(Input data):
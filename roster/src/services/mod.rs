//! Roster services.
//!
//! Each service holds its collaborators as trait objects, so the same service
//! runs against `PostgreSQL` in production and the in-memory store in tests.
//! Store errors are converted to [`RosterError`](roster_core::RosterError) at
//! this boundary.

mod images;
mod lifecycle;
mod query;

pub use images::{EventImages, ImageEdit, ImageEditOutcome};
pub use lifecycle::ParticipantLifecycle;
pub use query::ParticipantQueryEngine;
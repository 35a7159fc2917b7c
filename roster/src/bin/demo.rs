//! Event Roster Demo
//!
//! Walks through the participant lifecycle and the roster query:
//! - Users join an event (twice, to show idempotency)
//! - An organizer verifies one participant
//! - The roster is searched, sorted and paginated
//! - Event images are replaced
//!
//! # Usage
//!
//! ```bash
//! # In-memory store
//! cargo run --bin roster-demo
//!
//! # PostgreSQL (uses DATABASE_URL)
//! cargo run --bin roster-demo -- --postgres
//! ```

use roster::services::ImageEdit;
use roster::{Config, RosterApp};
use roster_core::AggregateStore;
use roster_core::environment::SystemClock;
use roster_core::query::{ParticipantFilter, QueryOptions};
use roster_core::types::{User, VerificationStatus};
use roster_postgres::PostgresUserDirectory;
use roster_testing::InMemoryStore;
use roster_testing::fixtures::{self, EventBuilder};
use std::sync::Arc;
use tracing_subscriber::{layer::SubscriberExt, util::SubscriberInitExt};

#[tokio::main]
async fn main() -> Result<(), Box<dyn std::error::Error>> {
    dotenvy::dotenv().ok();

    // Load configuration
    let config = Config::from_env()?;

    // Initialize tracing
    tracing_subscriber::registry()
        .with(
            tracing_subscriber::EnvFilter::try_from_default_env()
                .unwrap_or_else(|_| config.log_filter.clone().into()),
        )
        .with(tracing_subscriber::fmt::layer())
        .init();

    roster::metrics::register_metrics();

    println!("\n============================================");
    println!("   Event Roster - Live Demo");
    println!("============================================\n");

    let use_postgres = std::env::args().any(|arg| arg == "--postgres");
    let alice = fixtures::user("Alice");
    let bob = fixtures::user("Bob");
    let carol = fixtures::user("Carol");
    let event = EventBuilder::new()
        .title("Rust Meetup")
        .image(fixtures::image("poster.png"))
        .build();

    let (app, store): (RosterApp, Arc<dyn AggregateStore>) = if use_postgres {
        println!("Connecting to PostgreSQL...");
        let (app, store) = RosterApp::connect(&config).await?;
        let users = PostgresUserDirectory::from_pool(store.pool().clone());
        for user in [&alice, &bob, &carol] {
            users.upsert_user(user).await?;
        }
        let store: Arc<dyn AggregateStore> = store;
        (app, store)
    } else {
        println!("Using the in-memory store");
        let store = InMemoryStore::new();
        for user in [&alice, &bob, &carol] {
            let _: User = store.insert_user(user.clone());
        }
        let app = RosterApp::in_memory(&store, Arc::new(SystemClock), config.roster.default_page_limit);
        let store: Arc<dyn AggregateStore> = Arc::new(store);
        (app, store)
    };

    store.save_event(event.clone(), None).await?;
    println!("Created event '{}' ({})\n", event.details.title, event.id);

    // ========== Join ==========
    for user in [&alice, &bob, &carol] {
        let participant = app.lifecycle.join_event(event.id, user.id).await?;
        println!("  {} joined (participant {})", participant.user.name, participant.id);
    }
    let again = app.lifecycle.join_event(event.id, alice.id).await?;
    println!("  {} joined again: same participant {}\n", again.user.name, again.id);

    // ========== Verify ==========
    let verified = app
        .lifecycle
        .verify_participant(event.id, bob.id, VerificationStatus::Verified)
        .await?;
    println!("  {} verified: {}\n", verified.user.name, verified.is_verified.as_i64());

    // ========== Query ==========
    let page = app
        .queries
        .query_participants(
            event.id,
            ParticipantFilter::default(),
            QueryOptions {
                sort_by: Some("is_verified:desc,created_at:asc".to_string()),
                limit: Some(2),
                page: Some(1),
            },
        )
        .await?;
    println!("Roster, verified first, page 1 of {}:", page.total_pages);
    println!("{}\n", serde_json::to_string_pretty(&page)?);

    let page = app
        .queries
        .query_participants(event.id, ParticipantFilter::search("ALI"), QueryOptions::default())
        .await?;
    println!(
        "Search 'ALI': {} result(s) of {} participant(s)\n",
        page.results.len(),
        page.total_results
    );

    // ========== Images ==========
    let outcome = app
        .images
        .edit_event_images(
            event.id,
            ImageEdit {
                remove: event.images.iter().map(|image| image.id).collect(),
                add: vec![fixtures::image("banner.png"), fixtures::image("venue.png")],
            },
        )
        .await?;
    println!(
        "Images now: {:?} (removed {:?}, version {})",
        outcome.event.images.iter().map(|i| i.original_name.as_str()).collect::<Vec<_>>(),
        outcome.removed.iter().map(|i| i.original_name.as_str()).collect::<Vec<_>>(),
        outcome.event.version
    );

    println!("\nDemo complete");
    Ok(())
}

(Problem to work on): The word "carol" appears in some of the lines above. Copy those lines.

(Answer box):
    let carol = fixtures::user("Carol");
        for user in [&alice, &bob, &carol] {
        for user in [&alice, &bob, &carol] {
    for user in [&alice, &bob, &carol] {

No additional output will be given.